The question that arises is do we really need these products?? The clear answer is NO!! Gynaecologists and health experts the world over have reiterated repeatedly that the vagina is self-cleaning. Anatomically speaking, The vagina is a tube of muscle that joins the cervix and the vaginal opening, and the vulva is the exterior genitalia. The vagina has a mucosal lining that produces a distinct bacterial flora designed to protect the urinary system from infections. A specific pH is maintained that also has an antibacterial action. These natural protective features protect the body from almost all infections, except sexually transmitted diseases. 

The vagina has a distinct odour as a result of the mucus produced, and the multi-million dollar feminine hygiene industry would have us believe that this odour should be misconstrued as smell, fishy and unpleasant, and something that needs to be corrected. A wide variety of vaginal wipes and washes and even vaginal perfumes have been created, only to further this very misconception. Every vulva, every vulva largely looks slightly different. In a paper studying the range of female genital appearance, researchers at the Elizabeth Garrett Anderson hospital in London found that “women vary widely in genital dimensions”, but that “detailed accurate representations of female genitals are rare ... although representations of female nudity are common”.  Claims of “freshness” and “odour control” have been advertised to prey on insecurities created by the very same manufacturers.

More harm than good

Several studies conducted on intimate wipes concluded that women who used feminine wipes were 3.5 times more prone to bacterial infections and 2.5 times more likely to report urinary tract infections. When a hygiene product like a feminine wash or wipe is used, it disturbs the natural pH level of the area. The ph imbalance causes disproportionate growth of the pathological or “bad” bacteria and reduces the rate of physiological or “good” bacteria. This will make the individual more susceptible to infections and fungal growth. All the wipes have perfumes and preservatives, thereby exposing the vagina to chemicals furthering the disbalance. 

Preservatives like Iodopropynil butyl carbamate, parabens and formaldehyde used in wet wipes are known skin allergens.
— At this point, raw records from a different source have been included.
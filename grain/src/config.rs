//! Configuration loaded from a JSON5 file.
//!
//! A commented default file is written on first run so there is always
//! something to edit.

use std::fs;
use std::io;
use std::path::{Path, PathBuf};

use serde::Deserialize;
use thiserror::Error;

/// Contents written when no config file exists yet.
pub const DEFAULT_CONFIG: &str = include_str!("../default_config.json5");

/// An error that can occur while loading the config.
#[derive(Error, Debug)]
pub enum ConfigError {
    /// The file could not be read or created.
    #[error("failed to access config {path}: {source}")]
    Io {
        /// Path of the config file.
        path: PathBuf,
        /// Underlying I/O error.
        #[source]
        source: io::Error,
    },
    /// The file is not valid JSON5 or does not match the schema.
    #[error("failed to parse config {path}: {source}")]
    Parse {
        /// Path of the config file.
        path: PathBuf,
        /// Underlying parse error.
        #[source]
        source: serde_json5::Error,
    },
    /// A value parsed but is out of range.
    #[error("invalid value for `{field}`: {reason}")]
    Invalid {
        /// Name of the offending field.
        field: &'static str,
        /// What is wrong with it.
        reason: String,
    },
}

/// Settings shared by all commands.
#[derive(Debug, Clone, PartialEq, Deserialize)]
#[serde(default, deny_unknown_fields)]
pub struct GrainConfig {
    /// Seed for the default random source.
    pub seed: u32,
    /// Distance in noise space between neighbouring pixels.
    pub frequency: f64,
    /// Image width in pixels.
    pub width: u32,
    /// Image height in pixels.
    pub height: u32,
    /// Z coordinate of the rendered slice.
    pub depth: f64,
    /// Where rendered images are written.
    pub output: PathBuf,
    /// Tracing filter directive.
    pub log_level: String,
}

impl Default for GrainConfig {
    fn default() -> Self {
        Self {
            seed: 0,
            frequency: 0.02,
            width: 512,
            height: 512,
            depth: 0.0,
            output: PathBuf::from("noise.png"),
            log_level: "info".to_owned(),
        }
    }
}

impl GrainConfig {
    /// Load the config at `path`, writing [`DEFAULT_CONFIG`] there first if the
    /// file does not exist.
    ///
    /// Returns the config and whether the file was created.
    pub fn load_or_create(path: &Path) -> Result<(Self, bool), ConfigError> {
        let io_error = |source| ConfigError::Io {
            path: path.to_path_buf(),
            source,
        };

        let created = if path.exists() {
            false
        } else {
            if let Some(parent) = path.parent().filter(|p| !p.as_os_str().is_empty()) {
                fs::create_dir_all(parent).map_err(io_error)?;
            }
            fs::write(path, DEFAULT_CONFIG).map_err(io_error)?;
            true
        };

        let contents = fs::read_to_string(path).map_err(io_error)?;
        let config = Self::parse(&contents, path)?;
        Ok((config, created))
    }

    /// Parse config contents. `path` is only used for error messages.
    pub fn parse(contents: &str, path: &Path) -> Result<Self, ConfigError> {
        let config: Self = serde_json5::from_str(contents).map_err(|source| ConfigError::Parse {
            path: path.to_path_buf(),
            source,
        })?;
        config.validate()?;
        Ok(config)
    }

    /// Check that every value is usable.
    pub fn validate(&self) -> Result<(), ConfigError> {
        if self.width == 0 || self.height == 0 {
            return Err(ConfigError::Invalid {
                field: if self.width == 0 { "width" } else { "height" },
                reason: "image dimensions must be non-zero".to_owned(),
            });
        }
        if !self.frequency.is_finite() || self.frequency <= 0.0 {
            return Err(ConfigError::Invalid {
                field: "frequency",
                reason: format!("must be a positive number, got {}", self.frequency),
            });
        }
        if !self.depth.is_finite() {
            return Err(ConfigError::Invalid {
                field: "depth",
                reason: format!("must be finite, got {}", self.depth),
            });
        }
        Ok(())
    }
}
//! Final delivery of a completed registration.

use async_trait::async_trait;

use crate::event::UserIdentity;
use crate::machine::RegistrationRecord;

/// Sends the finished record to the registrant and to the administrator.
/// The two sends are independent best-effort operations: one failing must
/// not suppress the other, and neither rolls back completion.
#[async_trait]
pub trait CompletionNotifier: Send + Sync {
    async fn deliver(&self, record: &RegistrationRecord, user: UserIdentity, admin: UserIdentity);
}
Formaldehydes and parabens are also found in breast cancer tissues, thus prolonged exposure to these chemicals increases the risks of such anomalies. 

Vaginal Douching or steaming are also wildly popular methods to ensure “freshness”. These procedures also use liquids which contain antiseptics and parabens, again exposing the women using these products to a myriad of health anomalies.

What to do instead

As mentioned earlier, the vagina is self-cleansing and does not require an outside agent to maintain hygiene. Warm water and a mild cleansing agent is all that is needed, which should be used only on the vulva and never introduced into the vaginal canal.

The following points should always be kept in mind for good vaginal health:

  1. Wear loose cotton underwear on a regular basis.

  2. Wash the vagina only with warm water and a mild soap

  3. Change underwear daily

  4. During periods, change the sanitary pad every 4-5hrs  to prevent UTI and in extreme cases, toxic shock syndrome

  5. Use specific hygiene products, ONLY if prescribed by a gynaecologist to treat any pathology that might have developed.